Having held in that story for two decades like a breath, now that he’d exhaled it Edgar relaxed, looking on his companion with uncharacteristic tenderness. “Hey, water under the bridge. Anyway, you’ve changed. I mean, you’ve grown up and all, and you seem a lot more—forgiving.” Edgar thought that was a nicer way of putting the fact that Falconer had no edge anymore and had turned into a soft touch for the likes of Wallasek. “But there’s something else. Something, I don’t know—missing.”
Falconer didn’t take offense, but smiled wanly and smoothed his palms down his face to rest them flat on the table. “You mean I’m not surrounded by adoring fans? I’m not tap-dancing on the ceiling with a hat rack?”
Edgar tore a wet shred slowly off his Amstel label. “Whatever.”
“Senior year—you heard my father died?”
“Secondhand.”
“You weren’t speaking to me at the time. Anyway, it hit me hard. All the gang were consoling, for about five minutes. Maybe that made me lucky. Maybe less, well, less prominent kids whose parents died got consoled for only two or three minutes.

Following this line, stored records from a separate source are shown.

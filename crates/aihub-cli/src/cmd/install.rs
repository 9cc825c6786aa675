use anyhow::Context;
use tracing::info;

use aihub_core::install::{self, Storage};
use aihub_core::platform;
use aihub_core::repo::ManifestRepo;
use aihub_core::runner::{require_tools, SystemRunner};

pub fn run(namespace: &str, storage: Storage, openshift: bool) -> anyhow::Result<()> {
    let mut tools = vec!["git", "kubectl", "helm"];
    if openshift {
        tools.push("oc");
    }
    require_tools(&tools)?;

    let runner = SystemRunner;
    let platform = platform::select(openshift);
    let repo = ManifestRepo::clone(&runner).context("failed to clone the manifest repository")?;
    install::install(&runner, &repo, platform.as_ref(), namespace, storage)?;
    info!("Done.");
    Ok(())
}
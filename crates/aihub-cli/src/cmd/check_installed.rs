use aihub_core::runner::{require_tools, SystemRunner};
use aihub_core::subscribe;

pub fn run(namespace: &str) -> anyhow::Result<()> {
    require_tools(&["kubectl"])?;
    let names = subscribe::list_installed(&SystemRunner, namespace)?;
    for name in names {
        println!("{name}");
    }
    Ok(())
}
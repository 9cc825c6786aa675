use crate::error::Result;
use std::io::Write;
use std::path::Path;
use tempfile::NamedTempFile;

/// Atomically write `data` to `path` using a tempfile in the same directory.
/// Prevents partial writes from corrupting a manifest mid-patch.
pub fn atomic_write(path: &Path, data: &[u8]) -> Result<()> {
    if let Some(parent) = path.parent() {
        std::fs::create_dir_all(parent)?;
    }
    let dir = path.parent().unwrap_or(Path::new("."));
    let mut tmp = NamedTempFile::new_in(dir)?;
    tmp.write_all(data)?;
    tmp.persist(path).map_err(|e| e.error)?;
    Ok(())
}

/// Create a directory and all parents, idempotent.
pub fn ensure_dir(path: &Path) -> Result<()> {
    std::fs::create_dir_all(path)?;
    Ok(())
}
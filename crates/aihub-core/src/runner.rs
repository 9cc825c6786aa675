//! External command execution.
//!
//! Every cluster interaction goes through [`CommandRunner`]: a structured
//! program-plus-arguments command, run synchronously with captured output.
//! Non-zero exits are not errors at this layer — the caller decides whether
//! a failure is fatal (`run_checked`) or a normal negative signal (existence
//! probes, polls).

use std::fmt;
use std::process::{Command, Stdio};

use tracing::{error, info};

use crate::error::{AihubError, Result};

/// A structured command line: program name plus argument list.
///
/// Built at call sites instead of interpolating strings, so arguments never
/// pass through a shell.
#[derive(Debug, Clone, PartialEq, Eq)]
pub struct Cmd {
    program: String,
    args: Vec<String>,
}

impl Cmd {
    pub fn new(program: impl Into<String>) -> Self {
        Self {
            program: program.into(),
            args: Vec::new(),
        }
    }

    pub fn arg(mut self, arg: impl Into<String>) -> Self {
        self.args.push(arg.into());
        self
    }

    pub fn args<I, S>(mut self, args: I) -> Self
    where
        I: IntoIterator<Item = S>,
        S: Into<String>,
    {
        self.args.extend(args.into_iter().map(Into::into));
        self
    }

    pub fn program(&self) -> &str {
        &self.program
    }

    pub fn arg_list(&self) -> &[String] {
        &self.args
    }
}

impl fmt::Display for Cmd {
    fn fmt(&self, f: &mut fmt::Formatter<'_>) -> fmt::Result {
        write!(f, "{}", self.program)?;
        for arg in &self.args {
            if arg.chars().any(char::is_whitespace) {
                write!(f, " '{arg}'")?;
            } else {
                write!(f, " {arg}")?;
            }
        }
        Ok(())
    }
}

/// Outcome of a single external command execution. Immutable; used only for
/// logging and branching.
#[derive(Debug, Clone)]
pub struct CommandResult {
    pub command: String,
    pub code: i32,
    pub stdout: String,
    pub stderr: String,
}

impl CommandResult {
    pub fn success(&self) -> bool {
        self.code == 0
    }
}

/// The seam between flows and the outside world. Implemented by
/// [`SystemRunner`] in production and by scripted mocks in tests.
pub trait CommandRunner {
    /// Run the command and capture its outcome. A non-zero exit is a normal
    /// `Ok`; only spawn/IO failures are `Err`.
    fn run(&self, cmd: &Cmd) -> Result<CommandResult>;

    /// Run the command and treat a non-zero exit as fatal for the whole
    /// sequence: the error carries the command line, its exit code, and the
    /// decoded stderr.
    fn run_checked(&self, cmd: &Cmd) -> Result<CommandResult> {
        let result = self.run(cmd)?;
        if !result.success() {
            error!(
                "Command {} failed with Error: {}",
                result.command,
                result.stderr.trim()
            );
            return Err(AihubError::CommandFailed {
                command: result.command.clone(),
                code: result.code,
                stderr: result.stderr,
            });
        }
        Ok(result)
    }
}

/// Runs commands as subordinate processes with piped stdout/stderr.
pub struct SystemRunner;

impl CommandRunner for SystemRunner {
    fn run(&self, cmd: &Cmd) -> Result<CommandResult> {
        let output = Command::new(cmd.program())
            .args(cmd.arg_list())
            .stdin(Stdio::null())
            .output()?;
        let result = CommandResult {
            command: cmd.to_string(),
            // -1 marks termination by signal
            code: output.status.code().unwrap_or(-1),
            stdout: String::from_utf8_lossy(&output.stdout).into_owned(),
            stderr: String::from_utf8_lossy(&output.stderr).into_owned(),
        };
        info!("Command: {}, Returncode: {}", result.command, result.code);
        Ok(result)
    }
}

/// Verify that every named tool resolves on PATH before a flow starts.
pub fn require_tools(tools: &[&'static str]) -> Result<()> {
    for tool in tools {
        if which::which(tool).is_err() {
            return Err(AihubError::ToolMissing(tool));
        }
    }
    Ok(())
}

#[cfg(test)]
mod tests {
    use super::*;

    #[test]
    fn display_joins_program_and_args() {
        let cmd = Cmd::new("kubectl").args(["get", "namespace", "operators"]);
        assert_eq!(cmd.to_string(), "kubectl get namespace operators");
    }

    #[test]
    fn display_quotes_whitespace_args() {
        let cmd = Cmd::new("kubectl")
            .args(["patch", "deployment", "olm-operator", "--patch"])
            .arg("spec:\n  template: {}");
        assert!(cmd.to_string().contains("'spec:\n  template: {}'"));
    }

    #[cfg(unix)]
    #[test]
    fn run_captures_exit_code_and_stdout() {
        let result = SystemRunner
            .run(&Cmd::new("sh").args(["-c", "echo ready"]))
            .unwrap();
        assert!(result.success());
        assert_eq!(result.stdout.trim(), "ready");
    }

    #[cfg(unix)]
    #[test]
    fn run_does_not_error_on_nonzero_exit() {
        let result = SystemRunner
            .run(&Cmd::new("sh").args(["-c", "exit 3"]))
            .unwrap();
        assert_eq!(result.code, 3);
    }

    #[cfg(unix)]
    #[test]
    fn run_checked_carries_exit_code_and_stderr() {
        let err = SystemRunner
            .run_checked(&Cmd::new("sh").args(["-c", "echo broken >&2; exit 7"]))
            .unwrap_err();
        match err {
            AihubError::CommandFailed {
                code, ref stderr, ..
            } => {
                assert_eq!(code, 7);
                assert_eq!(stderr.trim(), "broken");
            }
            other => panic!("unexpected error: {other}"),
        }
        assert_eq!(
            AihubError::CommandFailed {
                command: String::new(),
                code: 7,
                stderr: String::new()
            }
            .exit_code(),
            7
        );
    }

    #[cfg(unix)]
    #[test]
    fn run_checked_passes_through_success() {
        let result = SystemRunner
            .run_checked(&Cmd::new("sh").args(["-c", "exit 0"]))
            .unwrap();
        assert!(result.success());
    }

    #[test]
    fn require_tools_reports_missing_tool() {
        let err = require_tools(&["definitely-not-a-real-tool-aihub"]).unwrap_err();
        assert!(matches!(err, AihubError::ToolMissing(_)));
    }
}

But after my five minutes were over I was supposed to go back to thinking up pranks to play on our Spanish teacher, leading sneaks off campus after curfew, and inventing new ways to propel our pineapple upside-down cake at lunch. I couldn’t do it. I had more ‘friends’ than anyone at Yardley and I was so lonely I could scream. They all wanted their emcee back, but meanwhile, who was going to lighten things up for me?
“So my mom was a mess without my dad, and I felt bad for being away at school. My sister had started sleeping around at the age of twelve. You were spreading rumors that I led circle-jerks, and I was badgered by volunteers who wanted to join in. I was depressed and couldn’t concentrate on exams. All I got from my buddies was snap out of it. I was sick of the phone ringing in my hall and it was always for me. I was sick of people whispering and all their little theories about what made me tick. I was sick of brown-nosers who liked me a lot more than I liked them.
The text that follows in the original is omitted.